Why Do I Do That?: Psychological Defense Mechanisms and the Hidden Ways They Shape Our Lives by Joseph Burgo PhD

Why Do I Do That?: Psychological Defense Mechanisms and the Hidden Ways They Shape Our Lives by Joseph Burgo PhD

Author:Joseph Burgo PhD [Burgo PhD, Joseph]
Language: eng
Format: epub, pdf
ISBN: 9780988443105
Publisher: New Rise Press
Published: 2013-12-30T18:30:00+00:00


These phrases all imply a kind of evacuation or emptying. Through impassioned speech (‘venting” or “letting off steam”), we may relieve emotional pressure; when we complain at great length to a friend (“dumping” or “unloading”) we transfer the burden of our feelings onto the other person. The wish to rid themselves of painful emotions, to shift them onto someone else, is what motivates people who make a habit of venting or dumping. They are projecting (that is, getting rid of something) in a larger sense than we typically use the term.

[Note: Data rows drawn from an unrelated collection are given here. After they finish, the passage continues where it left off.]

//! Scenario loader.
//!
//! A scenario describes the starting position of a game: participating teams
//! with their home tiles and opening balances, buildings already standing and
//! roads already laid. Building the scenario yields the initial
//! [`GameState`]; map and clock always start fresh from the catalog.

use std::collections::{BTreeMap, BTreeSet};
use std::path::Path;

use anyhow::{Context, bail, ensure};
use game_core::{
    Catalog, EntityId, GameConfig, GameState, MapState, TeamId, TeamState, TileIndex, WorldState,
};
use rust_decimal::Decimal;
use serde::Deserialize;

use crate::loaders::{LoadResult, read_file};

#[derive(Clone, Debug, Deserialize)]
pub struct Scenario {
    /// Base seed for every random draw of the game.
    pub seed: u64,
    pub teams: Vec<TeamSpec>,
    #[serde(default)]
    pub buildings: Vec<PlacedBuilding>,
    #[serde(default)]
    pub roads: Vec<(TileIndex, TileIndex)>,
    #[serde(default)]
    pub counters: BTreeMap<String, u64>,
}

#[derive(Clone, Debug, Deserialize)]
pub struct TeamSpec {
    pub id: TeamId,
    pub name: String,
    pub home_tile: TileIndex,
    #[serde(default)]
    pub resources: BTreeMap<EntityId, Decimal>,
    #[serde(default)]
    pub researched: BTreeSet<EntityId>,
    /// Idle armies raised at the home tile.
    #[serde(default)]
    pub armies: u32,
}

#[derive(Clone, Debug, Deserialize)]
pub struct PlacedBuilding {
    pub tile: TileIndex,
    pub building: EntityId,
}

impl Scenario {
    /// Builds the initial state for `catalog` under `config`.
    pub fn build(&self, catalog: &Catalog, config: GameConfig) -> LoadResult<GameState> {
        ensure!(!self.teams.is_empty(), "scenario lists no teams");

        let mut world = WorldState::new(config);
        world.counters = self.counters.clone();
        let mut state = GameState::new(self.seed, world, MapState::from_catalog(catalog));

        let mut homes = BTreeSet::new();
        for spec in &self.teams {
            let team = spec
                .build(catalog)
                .with_context(|| format!("Invalid team {}", spec.id))?;
            if !homes.insert(team.home_tile) {
                bail!("tile {} is home to more than one team", team.home_tile);
            }
            if !state.add_team(team) {
                bail!("team {} is listed twice", spec.id);
            }
            for _ in 0..spec.armies {
                state.world.raise_army(&spec.id);
            }
        }

        for placed in &self.buildings {
            ensure!(
                catalog.try_building(&placed.building).is_some(),
                "unknown building {}",
                placed.building
            );
            let Some(tile) = state.map.tile_mut(placed.tile) else {
                bail!("building {} placed on unknown tile {}", placed.building, placed.tile);
            };
            ensure!(
                tile.has_free_parcel(),
                "tile {} has no free parcel for {}",
                placed.tile,
                placed.building
            );
            tile.buildings.insert(placed.building.clone());
        }

        for &(a, b) in &self.roads {
            let adjacent = catalog
                .try_tile(a)
                .is_some_and(|tile| tile.neighbours.contains(&b));
            ensure!(adjacent, "road {a}-{b} does not join neighbouring tiles");
            state.map.add_road(a, b);
        }

        state
            .check_integrity()
            .context("scenario produced an inconsistent state")?;

        tracing::info!(
            target: "content::scenario",
            seed = self.seed,
            teams = state.teams.len(),
            armies = state.world.armies.len(),
            "initial state built"
        );
        Ok(state)
    }
}

impl TeamSpec {
    fn build(&self, catalog: &Catalog) -> LoadResult<TeamState> {
        ensure!(
            catalog.try_tile(self.home_tile).is_some(),
            "home tile {} does not exist",
            self.home_tile
        );

        let mut team = TeamState::new(self.id.clone(), self.name.clone(), self.home_tile);
        for (resource, amount) in &self.resources {
            ensure!(
                catalog.try_resource(resource).is_some(),
                "unknown resource {resource}"
            );
            team.resources
                .set(resource, *amount)
                .with_context(|| format!("opening balance of {resource}"))?;
        }
        for tech in &self.researched {
            ensure!(catalog.try_tech(tech).is_some(), "{tech} is not a technology");
            team.researched.insert(tech.clone());
        }
        Ok(team)
    }
}

/// Loader for scenarios from RON files.
pub struct ScenarioLoader;

impl ScenarioLoader {
    pub fn load(path: &Path) -> LoadResult<Scenario> {
        let content = read_file(path)?;
        Self::parse(&content).with_context(|| format!("Invalid scenario {}", path.display()))
    }

    pub fn parse(content: &str) -> LoadResult<Scenario> {
        ron::from_str(content).context("Failed to parse scenario RON")
    }
}

#[cfg(test)]
mod tests {
    use super::*;
    use crate::loaders::CatalogLoader;

    fn catalog() -> Catalog {
        CatalogLoader::parse(include_str!("../../data/catalog.ron")).expect("embedded catalog")
    }

    fn scenario(text: &str) -> Scenario {
        ScenarioLoader::parse(text).expect("scenario parses")
    }

    #[test]
    fn builds_teams_armies_and_roads() {
        let scenario = scenario(
            r#"(
                seed: 7,
                teams: [
                    (id: "red", name: "Red", home_tile: 1, resources: {"res-work": 12}, armies: 2),
                    (id: "blue", name: "Blue", home_tile: 6, researched: ["tec-start"]),
                ],
                buildings: [(tile: 2, building: "bui-sawmill")],
                roads: [(1, 2)],
                counters: {"rounds": 1},
            )"#,
        );
        let state = scenario.build(&catalog(), GameConfig::default()).expect("valid scenario");

        assert_eq!(state.game_seed, 7);
        let red = state.team(&TeamId::from("red")).unwrap();
        assert_eq!(red.resources.get(&EntityId::from("res-work")), Decimal::from(12));
        assert_eq!(state.world.armies_of(&TeamId::from("red")).count(), 2);
        assert!(
            state
                .team(&TeamId::from("blue"))
                .unwrap()
                .researched
                .contains(&EntityId::from("tec-start"))
        );
        assert!(state.map.has_road(2, 1));
        assert!(
            state.map.tile(2).unwrap().buildings.contains(&EntityId::from("bui-sawmill"))
        );
        assert_eq!(state.world.counter("rounds"), 1);
    }

    #[test]
    fn rejects_shared_home_tiles() {
        let scenario = scenario(
            r#"(seed: 1, teams: [
                (id: "red", name: "Red", home_tile: 1),
                (id: "blue", name: "Blue", home_tile: 1),
            ])"#,
        );
        let err = scenario.build(&catalog(), GameConfig::default()).unwrap_err();
        assert!(err.to_string().contains("more than one team"), "{err:#}");
    }

    #[test]
    fn rejects_roads_between_distant_tiles() {
        let scenario = scenario(
            r#"(seed: 1, teams: [(id: "red", name: "Red", home_tile: 1)], roads: [(1, 6)])"#,
        );
        assert!(scenario.build(&catalog(), GameConfig::default()).is_err());
    }

    #[test]
    fn team_errors_name_the_team() {
        let scenario = scenario(
            r#"(seed: 1, teams: [
                (id: "red", name: "Red", home_tile: 1, resources: {"res-mana": 3}),
            ])"#,
        );
        let err = scenario.build(&catalog(), GameConfig::default()).unwrap_err();
        let chain = format!("{err:#}");
        assert!(chain.contains("red") && chain.contains("res-mana"), "{chain}");
    }
}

Without the benefit of words, infants do something similar, ridding themselves of painful emotion by screaming or crying it out. In the process, this evacuated (projected) pain makes their caretakers feel distressed. Just as you may have felt awful after an evening spent listening to a friend vent, the parents absorb the child’s pain and feel highly uncomfortable – so much so that they usually feel the need to do something. We feel an infant’s pain and try to figure out what it means. Do we need to feed the baby? Change its diaper? Comfort it?

So in an entirely appropriate way, babies evacuate or project their unbearable experience into us,18 evoking an empathic response so we’ll help them with their pain or discomfort. From an evolutionary perspective, you could say that projection came into being not only as the earliest defense mechanism, meant to help the struggling human infant cope with (get rid of) unbearable experience, but also as a form of communication that stimulates care-giving responses in the parents. Projection is a normal, everyday part of parent-child relationships and an intermittent feature of most other relationships as well.

In the normal course of things, when they’re tended well enough or they’re not too difficult for their parents to bear, babies learn to understand and tolerate their own experience. Over the years as they grow up, children don’t need constantly to project their experiences outside but can keep them inside and deal with those feelings themselves. In other words, with the help of its caretakers, the infant’s unbearable fear, pain, anxiety, etc. gradually become tolerable.